Photovoltaic systems are no better either. In addition, they are increasingly being placed in the fields, displacing the cultivation of cereals. And the apparently cheap nuclear energy does not include the costs of final storage and disaster risks at all. They are carried by society, i.e. our children and grandchildren.

But now let's look at the efficiency of an electric car in practical everyday life: a small electric car consumes about 17 kWh of electricity from its battery per 100 km. To charge the battery due to losses, 26 kWh of electricity is required. This means that a third is loss. Depending on how the power plants are used, the charging current is generated at best (!) In coal power plants.

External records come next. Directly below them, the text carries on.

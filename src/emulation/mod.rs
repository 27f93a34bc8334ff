//! Browser emulation module.
//!
//! A browser profile is a fingerprint descriptor combining:
//! - TLS ClientHello layout (cipher suites, extensions, groups, sigalgs)
//! - HTTP/2 fingerprint (SETTINGS, window update, priorities, pseudo-order)
//! - HTTP/1.1 options
//! - Default headers in browser order and casing
//!
//! Profiles are looked up by id through [`registry`].

mod factory;
pub mod profiles;
pub mod registry;

pub use factory::{Emulation, EmulationBuilder, EmulationFactory};
pub use registry::{list_profiles, lookup, lookup_with_os};

use crate::base::neterror::NetError;
use std::fmt;
use std::str::FromStr;

/// Operating system a profile presents as.
#[derive(Debug, Clone, Copy, PartialEq, Eq, Hash, PartialOrd, Ord)]
pub enum ImpersonateOs {
    Windows,
    MacOs,
    Linux,
    Android,
    Ios,
}

impl ImpersonateOs {
    pub const ALL: [ImpersonateOs; 5] = [
        ImpersonateOs::Windows,
        ImpersonateOs::MacOs,
        ImpersonateOs::Linux,
        ImpersonateOs::Android,
        ImpersonateOs::Ios,
    ];

    pub fn as_str(self) -> &'static str {
        match self {
            ImpersonateOs::Windows => "windows",
            ImpersonateOs::MacOs => "macos",
            ImpersonateOs::Linux => "linux",
            ImpersonateOs::Android => "android",
            ImpersonateOs::Ios => "ios",
        }
    }

    pub fn is_mobile(self) -> bool {
        matches!(self, ImpersonateOs::Android | ImpersonateOs::Ios)
    }
}

impl fmt::Display for ImpersonateOs {
    fn fmt(&self, f: &mut fmt::Formatter<'_>) -> fmt::Result {
        f.write_str(self.as_str())
    }
}

impl FromStr for ImpersonateOs {
    type Err = NetError;

    fn from_str(s: &str) -> Result<Self, Self::Err> {
        ImpersonateOs::ALL
            .into_iter()
            .find(|os| os.as_str().eq_ignore_ascii_case(s))
            .ok_or_else(|| NetError::InvalidConfig(format!("unknown impersonate_os: {}", s)))
    }
}

/// HTTP/1.1 protocol options.
///
/// Header names go out with the casing stored in the profile unless
/// `title_case_headers` is set.
#[derive(Debug, Clone, Default, PartialEq, Eq)]
pub struct Http1Options {
    /// Title-case every header name on the wire.
    pub title_case_headers: bool,
}

impl Http1Options {
    /// Create new builder.
    pub fn builder() -> Http1OptionsBuilder {
        Http1OptionsBuilder::default()
    }
}

/// Builder for Http1Options.
#[must_use]
#[derive(Debug, Clone, Default)]
pub struct Http1OptionsBuilder {
    config: Http1Options,
}

impl Http1OptionsBuilder {
    pub fn title_case_headers(mut self, enabled: bool) -> Self {
        self.config.title_case_headers = enabled;
        self
    }

    pub fn build(self) -> Http1Options {
        self.config
    }
}

#[cfg(test)]
mod tests {
    use super::*;

    #[test]
    fn test_os_parse() {
        assert_eq!("macOS".parse::<ImpersonateOs>().unwrap(), ImpersonateOs::MacOs);
        assert_eq!("ios".parse::<ImpersonateOs>().unwrap(), ImpersonateOs::Ios);
        let err = "beos".parse::<ImpersonateOs>().unwrap_err();
        assert!(matches!(err, NetError::InvalidConfig(_)));
    }

    #[test]
    fn test_http1_builder() {
        let opts = Http1Options::builder().title_case_headers(true).build();
        assert!(opts.title_case_headers);
        assert!(!Http1Options::default().title_case_headers);
    }
}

This translates into an estimated CO2 emissions of 263 g / km for a small electric vehicle, two and a half times that of a modern diesel car! A large electric vehicle even emits four times the CO2!

Promotional video:

Another serious problem with electric vehicles is the often inhuman and environmentally harmful mining of cobalt and lithium raw materials, as well as the highly problematic disposal of batteries. Tens of thousands of tons of cobalt, lithium and nickel are required to manufacture batteries and accumulators every year. The demand will grow in the future. The extraction of such raw materials is difficult and often does not take into account the issues of labor safety, human rights and exploitation of child labor. Lithium mining also consumes huge amounts of water. And this is already happening in arid regions, which then become deserts.

Conclusion: Who ever comes up with such a crazy idea to glorify electric vehicles as the ideal climate alternative? In fact, all this is a huge deception of humanity, which urgently needs to be revealed, the perpetrators should be punished and an end to it.